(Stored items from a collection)
——
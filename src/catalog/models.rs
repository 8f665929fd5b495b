// Catalog data model: the immutable snapshot the recommender reads.
//
// These types are validated once at ingestion (see `ingest`) and never
// mutated afterwards. A catalog update builds a brand new snapshot with a
// fresh version number, which is what the vector cache keys on.

use std::collections::HashMap;
use std::fmt;
use std::sync::atomic::{AtomicU64, Ordering};

use serde::{Deserialize, Serialize};

use super::ingest::IngestError;

/// Lowest rating a user can give.
pub const MIN_RATING: u8 = 1;
/// Highest rating a user can give.
pub const MAX_RATING: u8 = 10;

static NEXT_SNAPSHOT_VERSION: AtomicU64 = AtomicU64::new(1);

/// Unique key of a catalog item (string ids, as in the catalog file).
#[derive(Debug, Clone, PartialEq, Eq, Hash, PartialOrd, Ord, Serialize, Deserialize)]
pub struct ItemId(pub String);

impl ItemId {
    pub fn new(id: impl Into<String>) -> Self {
        Self(id.into())
    }

    pub fn as_str(&self) -> &str {
        &self.0
    }
}

impl fmt::Display for ItemId {
    fn fmt(&self, f: &mut fmt::Formatter<'_>) -> fmt::Result {
        f.write_str(&self.0)
    }
}

impl From<&str> for ItemId {
    fn from(s: &str) -> Self {
        Self(s.to_string())
    }
}

impl From<String> for ItemId {
    fn from(s: String) -> Self {
        Self(s)
    }
}

/// A movie or series in the catalog.
#[derive(Debug, Clone, PartialEq, Serialize, Deserialize)]
pub struct CatalogItem {
    pub id: ItemId,
    pub title: String,
    /// Free-text tag list, e.g. "Action, Adventure, Sci-Fi"
    pub tags: String,
    pub year: i32,
    /// External (IMDB) rating, when the source had one
    pub external_rating: Option<f64>,
}

/// A single user rating. The value is guaranteed to be within
/// `MIN_RATING..=MAX_RATING`: out-of-range values are rejected by
/// `RatingEntry::new` and never reach the profile builder.
#[derive(Debug, Clone, PartialEq, Eq, Serialize)]
pub struct RatingEntry {
    item_id: ItemId,
    value: u8,
}

impl RatingEntry {
    pub fn new(item_id: impl Into<ItemId>, value: i64) -> Result<Self, IngestError> {
        let item_id = item_id.into();
        if value < MIN_RATING as i64 || value > MAX_RATING as i64 {
            return Err(IngestError::InvalidRatingValue { item_id, value });
        }
        Ok(Self {
            item_id,
            value: value as u8,
        })
    }

    pub fn item_id(&self) -> &ItemId {
        &self.item_id
    }

    pub fn value(&self) -> u8 {
        self.value
    }
}

/// An immutable, ordered catalog. The position of an item in `items` is its
/// catalog index, which is the tie-breaker for equal similarity scores.
#[derive(Debug)]
pub struct CatalogSnapshot {
    version: u64,
    items: Vec<CatalogItem>,
    index: HashMap<ItemId, usize>,
}

impl CatalogSnapshot {
    /// Build a snapshot from items in catalog order. Fails on duplicate ids.
    pub fn new(items: Vec<CatalogItem>) -> Result<Self, IngestError> {
        let mut index = HashMap::with_capacity(items.len());
        for (i, item) in items.iter().enumerate() {
            if index.insert(item.id.clone(), i).is_some() {
                return Err(IngestError::DuplicateItem(item.id.clone()));
            }
        }

        Ok(Self {
            version: NEXT_SNAPSHOT_VERSION.fetch_add(1, Ordering::Relaxed),
            items,
            index,
        })
    }

    /// Process-unique identity of this snapshot.
    pub fn version(&self) -> u64 {
        self.version
    }

    pub fn items(&self) -> &[CatalogItem] {
        &self.items
    }

    pub fn len(&self) -> usize {
        self.items.len()
    }

    pub fn is_empty(&self) -> bool {
        self.items.is_empty()
    }

    /// Catalog index of an item id, if present.
    pub fn position(&self, id: &ItemId) -> Option<usize> {
        self.index.get(id).copied()
    }

    pub fn get(&self, id: &ItemId) -> Option<&CatalogItem> {
        self.position(id).map(|i| &self.items[i])
    }

    /// Case-insensitive title substring search, in catalog order.
    pub fn search(&self, term: &str) -> Vec<&CatalogItem> {
        let needle = term.to_lowercase();
        self.items
            .iter()
            .filter(|item| item.title.to_lowercase().contains(&needle))
            .collect()
    }
}

#[cfg(test)]
mod tests {
    use super::*;

    fn item(id: &str, title: &str) -> CatalogItem {
        CatalogItem {
            id: ItemId::new(id),
            title: title.to_string(),
            tags: "Drama".to_string(),
            year: 2000,
            external_rating: None,
        }
    }

    #[test]
    fn test_rating_bounds() {
        assert!(RatingEntry::new("a", 1).is_ok());
        assert!(RatingEntry::new("a", 10).is_ok());
        assert!(matches!(
            RatingEntry::new("a", 0),
            Err(IngestError::InvalidRatingValue { value: 0, .. })
        ));
        assert!(matches!(
            RatingEntry::new("a", 11),
            Err(IngestError::InvalidRatingValue { value: 11, .. })
        ));
    }

    #[test]
    fn test_snapshot_versions_are_unique() {
        let a = CatalogSnapshot::new(vec![item("1", "Heat")]).unwrap();
        let b = CatalogSnapshot::new(vec![item("1", "Heat")]).unwrap();
        assert_ne!(a.version(), b.version());
    }

    #[test]
    fn test_duplicate_ids_rejected() {
        let result = CatalogSnapshot::new(vec![item("1", "Heat"), item("1", "Ronin")]);
        assert!(matches!(result, Err(IngestError::DuplicateItem(_))));
    }

    #[test]
    fn test_search_is_case_insensitive_and_ordered() {
        let snapshot = CatalogSnapshot::new(vec![
            item("1", "The Godfather"),
            item("2", "Heat"),
            item("3", "The Godfather Part II"),
        ])
        .unwrap();

        let hits: Vec<&str> = snapshot
            .search("godFATHER")
            .iter()
            .map(|i| i.id.as_str())
            .collect();
        assert_eq!(hits, vec!["1", "3"]);
    }
}
// Vector space: tag tokenization, TF-IDF item vectors and their cache.

pub mod cache;
pub mod sparse;
pub mod tfidf;
pub mod tokenize;
pub mod traits;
——
All lines from the records above should be copied exactly.

▸ Exercise result:
filename src/catalog/models.rs
repository 8f665929fd5b495b
// Catalog data model: the immutable snapshot the recommender reads.
//
// These types are validated once at ingestion (see `ingest`) and never
// mutated afterwards. A catalog update builds a brand new snapshot with a
// fresh version number, which is what the vector cache keys on.

use std::collections::HashMap;
use std::fmt;
use std::sync::atomic::{AtomicU64, Ordering};

use serde::{Deserialize, Serialize};

use super::ingest::IngestError;

/// Lowest rating a user can give.
pub const MIN_RATING: u8 = 1;
/// Highest rating a user can give.
pub const MAX_RATING: u8 = 10;

static NEXT_SNAPSHOT_VERSION: AtomicU64 = AtomicU64::new(1);

/// Unique key of a catalog item (string ids, as in the catalog file).
#[derive(Debug, Clone, PartialEq, Eq, Hash, PartialOrd, Ord, Serialize, Deserialize)]
pub struct ItemId(pub String);

impl ItemId {
    pub fn new(id: impl Into<String>) -> Self {
        Self(id.into())
    }

    pub fn as_str(&self) -> &str {
        &self.0
    }
}

impl fmt::Display for ItemId {
    fn fmt(&self, f: &mut fmt::Formatter<'_>) -> fmt::Result {
        f.write_str(&self.0)
    }
}

impl From<&str> for ItemId {
    fn from(s: &str) -> Self {
        Self(s.to_string())
    }
}

impl From<String> for ItemId {
    fn from(s: String) -> Self {
        Self(s)
    }
}

/// A movie or series in the catalog.
#[derive(Debug, Clone, PartialEq, Serialize, Deserialize)]
pub struct CatalogItem {
    pub id: ItemId,
    pub title: String,
    /// Free-text tag list, e.g. "Action, Adventure, Sci-Fi"
    pub tags: String,
    pub year: i32,
    /// External (IMDB) rating, when the source had one
    pub external_rating: Option<f64>,
}

/// A single user rating. The value is guaranteed to be within
/// `MIN_RATING..=MAX_RATING`: out-of-range values are rejected by
/// `RatingEntry::new` and never reach the profile builder.
#[derive(Debug, Clone, PartialEq, Eq, Serialize)]
pub struct RatingEntry {
    item_id: ItemId,
    value: u8,
}

impl RatingEntry {
    pub fn new(item_id: impl Into<ItemId>, value: i64) -> Result<Self, IngestError> {
        let item_id = item_id.into();
        if value < MIN_RATING as i64 || value > MAX_RATING as i64 {
            return Err(IngestError::InvalidRatingValue { item_id, value });
        }
        Ok(Self {
            item_id,
            value: value as u8,
        })
    }

    pub fn item_id(&self) -> &ItemId {
        &self.item_id
    }

    pub fn value(&self) -> u8 {
        self.value
    }
}

/// An immutable, ordered catalog. The position of an item in `items` is its
/// catalog index, which is the tie-breaker for equal similarity scores.
#[derive(Debug)]
pub struct CatalogSnapshot {
    version: u64,
    items: Vec<CatalogItem>,
    index: HashMap<ItemId, usize>,
}

impl CatalogSnapshot {
    /// Build a snapshot from items in catalog order. Fails on duplicate ids.
    pub fn new(items: Vec<CatalogItem>) -> Result<Self, IngestError> {
        let mut index = HashMap::with_capacity(items.len());
        for (i, item) in items.iter().enumerate() {
            if index.insert(item.id.clone(), i).is_some() {
                return Err(IngestError::DuplicateItem(item.id.clone()));
            }
        }

        Ok(Self {
            version: NEXT_SNAPSHOT_VERSION.fetch_add(1, Ordering::Relaxed),
            items,
            index,
        })
    }

    /// Process-unique identity of this snapshot.
    pub fn version(&self) -> u64 {
        self.version
    }

    pub fn items(&self) -> &[CatalogItem] {
        &self.items
    }

    pub fn len(&self) -> usize {
        self.items.len()
    }

    pub fn is_empty(&self) -> bool {
        self.items.is_empty()
    }

    /// Catalog index of an item id, if present.
    pub fn position(&self, id: &ItemId) -> Option<usize> {
        self.index.get(id).copied()
    }

    pub fn get(&self, id: &ItemId) -> Option<&CatalogItem> {
        self.position(id).map(|i| &self.items[i])
    }

    /// Case-insensitive title substring search, in catalog order.
    pub fn search(&self, term: &str) -> Vec<&CatalogItem> {
        let needle = term.to_lowercase();
        self.items
            .iter()
            .filter(|item| item.title.to_lowercase().contains(&needle))
            .collect()
    }
}

#[cfg(test)]
mod tests {
    use super::*;

    fn item(id: &str, title: &str) -> CatalogItem {
        CatalogItem {
            id: ItemId::new(id),
            title: title.to_string(),
            tags: "Drama".to_string(),
            year: 2000,
            external_rating: None,
        }
    }

    #[test]
    fn test_rating_bounds() {
        assert!(RatingEntry::new("a", 1).is_ok());
        assert!(RatingEntry::new("a", 10).is_ok());
        assert!(matches!(
            RatingEntry::new("a", 0),
            Err(IngestError::InvalidRatingValue { value: 0, .. })
        ));
        assert!(matches!(
            RatingEntry::new("a", 11),
            Err(IngestError::InvalidRatingValue { value: 11, .. })
        ));
    }

    #[test]
    fn test_snapshot_versions_are_unique() {
        let a = CatalogSnapshot::new(vec![item("1", "Heat")]).unwrap();
        let b = CatalogSnapshot::new(vec![item("1", "Heat")]).unwrap();
        assert_ne!(a.version(), b.version());
    }

    #[test]
    fn test_duplicate_ids_rejected() {
        let result = CatalogSnapshot::new(vec![item("1", "Heat"), item("1", "Ronin")]);
        assert!(matches!(result, Err(IngestError::DuplicateItem(_))));
    }

    #[test]
    fn test_search_is_case_insensitive_and_ordered() {
        let snapshot = CatalogSnapshot::new(vec![
            item("1", "The Godfather"),
            item("2", "Heat"),
            item("3", "The Godfather Part II"),
        ])
        .unwrap();

        let hits: Vec<&str> = snapshot
            .search("godFATHER")
            .iter()
            .map(|i| i.id.as_str())
            .collect();
        assert_eq!(hits, vec!["1", "3"]);
    }
}
// Vector space: tag tokenization, TF-IDF item vectors and their cache.

pub mod cache;
pub mod sparse;
pub mod tfidf;
pub mod tokenize;
pub mod traits;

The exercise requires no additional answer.